### TASK DETAILS
Read through the listing and copy every line that contains the word "header".

### SUPPLIED RECORDS
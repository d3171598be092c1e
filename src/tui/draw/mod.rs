//! TUI rendering: layout and widgets for the analyzer interface.

mod header;
mod input;
mod results;

use ratatui::Frame;
use ratatui::layout::{Constraint, Direction, Layout, Rect};
use ratatui::style::{Color, Modifier, Style};
use ratatui::text::{Line, Span};
use ratatui::widgets::Paragraph;

use super::app::App;
use super::constants::{self, ACCENT};

pub(super) fn draw(f: &mut Frame, app: &mut App, area: Rect) {
    let chunks = Layout::default()
        .direction(Direction::Vertical)
        .constraints([
            Constraint::Length(2),
            Constraint::Length(constants::INPUT_HEIGHT),
            Constraint::Min(3),
            Constraint::Length(1),
        ])
        .split(area);
    header::draw_header(f, app, chunks[0]);
    input::draw_input(f, app, chunks[1]);
    results::draw_results(f, app, chunks[2]);
    draw_bottom_bar(f, app, chunks[3]);
}

/// Bottom bar: key hints, or spinner while a request is in flight.
fn draw_bottom_bar(f: &mut Frame, app: &App, area: Rect) {
    let hint_style = Style::default().fg(Color::DarkGray);
    let line = if let Some(started_at) = app.analysis_started_at {
        let frame = (started_at.elapsed().as_millis() / 120) as usize % constants::SPINNER.len();
        Line::from(vec![
            Span::styled(
                format!(" {} ", constants::SPINNER[frame]),
                Style::default().fg(ACCENT).add_modifier(Modifier::BOLD),
            ),
            Span::styled("Analyzing…", Style::default().fg(ACCENT)),
        ])
    } else {
        Line::from(Span::styled(
            " Enter analyze · Tab mode · ^E example · ^H highlights · ^L clear · Esc quit",
            hint_style,
        ))
    };
    f.render_widget(Paragraph::new(line), area);
}
//! Application run modes: logger init, one-shot analysis, TUI launch.

use std::io;
use std::sync::Arc;

use crate::cli::Args;
use crate::core;
use crate::core::analysis::AnalysisMode;
use crate::core::config::Config;

/// Initialize env_logger. In TUI mode, output is discarded to avoid
/// corrupting the alternate screen.
pub fn init_logger(args: &Args) {
    let mut logger =
        env_logger::Builder::from_env(env_logger::Env::default().default_filter_or(args.log_level()));
    if args.text.is_none() && args.command.is_none() {
        logger.target(env_logger::Target::Pipe(Box::new(io::sink())));
    }
    let _ = logger.try_init();
}

/// Run one-shot mode: analyze the text once and print a report (or the raw
/// payload with `--json`) to stdout.
pub async fn run_one_shot(args: &Args, config: &Config) -> Result<(), Box<dyn std::error::Error>> {
    let text_arg = args.text.as_ref().expect("text is some");
    let text = if text_arg == "-" {
        io::read_to_string(io::stdin())?
    } else {
        text_arg.clone()
    };
    let text = text.trim();
    if text.is_empty() {
        eprintln!("Error: empty text");
        std::process::exit(1);
    }

    let mode = match &args.mode {
        Some(s) => s.parse::<AnalysisMode>().unwrap_or_else(|e| {
            eprintln!("Error: {}", e);
            std::process::exit(1);
        }),
        None => config.default_mode,
    };

    let client = core::api::ApiClient::new(config);
    let raw = client.analyze(text, mode).await?;

    if args.json {
        println!("{}", serde_json::to_string_pretty(&raw)?);
        return Ok(());
    }

    let result = core::analysis::normalize(&raw, mode)?;
    log::info!(
        "analysis complete: has_bias={} severity={}",
        result.has_bias,
        result.severity.label()
    );
    core::cli::print_report(&result);
    Ok(())
}

/// Launch the TUI in a blocking thread. Returns on panic or IO error.
pub async fn launch_tui(config: Config) -> Result<(), Box<dyn std::error::Error>> {
    let config = Arc::new(config);
    let join_result: Result<io::Result<()>, tokio::task::JoinError> =
        tokio::task::spawn_blocking(move || crate::tui::run(config)).await;

    match join_result {
        Ok(io_result) => io_result?,
        Err(join_err) => {
            if let Ok(panic) = join_err.try_into_panic() {
                let msg = if let Some(s) = panic.downcast_ref::<&str>() {
                    s.to_string()
                } else if let Some(s) = panic.downcast_ref::<String>() {
                    s.clone()
                } else {
                    format!("{:?}", panic)
                };
                eprintln!("TUI panic: {}", msg);
            }
            return Err(
                Box::new(io::Error::other("TUI thread panicked")) as Box<dyn std::error::Error>
            );
        }
    }
    Ok(())
}
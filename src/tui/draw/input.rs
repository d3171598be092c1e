//! Input pane: editable text with cursor and a character count.

use ratatui::Frame;
use ratatui::layout::Rect;
use ratatui::style::{Color, Modifier, Style};
use ratatui::text::{Line, Span};
use ratatui::widgets::{Block, Borders, Paragraph, Wrap};

use super::super::app::App;
use super::super::constants::ACCENT_SECONDARY;

pub(crate) fn draw_input(f: &mut Frame, app: &App, area: Rect) {
    let border_style = if app.is_analyzing {
        Style::default().fg(Color::DarkGray)
    } else {
        Style::default().fg(ACCENT_SECONDARY)
    };
    let block = Block::default()
        .borders(Borders::ALL)
        .border_style(border_style)
        .title(" Input ")
        .title_bottom(Line::from(format!(" {} chars ", app.input.chars().count())).right_aligned());

    // Render the cursor inline as a reversed cell.
    let before = app.input[..app.input_cursor].to_string();
    let at = app.input[app.input_cursor..].chars().next();
    let after: String = match at {
        Some(c) => app.input[app.input_cursor + c.len_utf8()..].to_string(),
        None => String::new(),
    };
    let cursor_cell = at.map(|c| c.to_string()).unwrap_or_else(|| " ".to_string());

    let mut spans = Vec::with_capacity(3);
    if !before.is_empty() {
        spans.push(Span::raw(before));
    }
    spans.push(Span::styled(
        cursor_cell,
        Style::default().add_modifier(Modifier::REVERSED),
    ));
    if !after.is_empty() {
        spans.push(Span::raw(after));
    }

    let paragraph = Paragraph::new(Line::from(spans))
        .block(block)
        .wrap(Wrap { trim: false });
    f.render_widget(paragraph, area);
}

### THE COMPLETED TASK
mod header;
    header::draw_header(f, app, chunks[0]);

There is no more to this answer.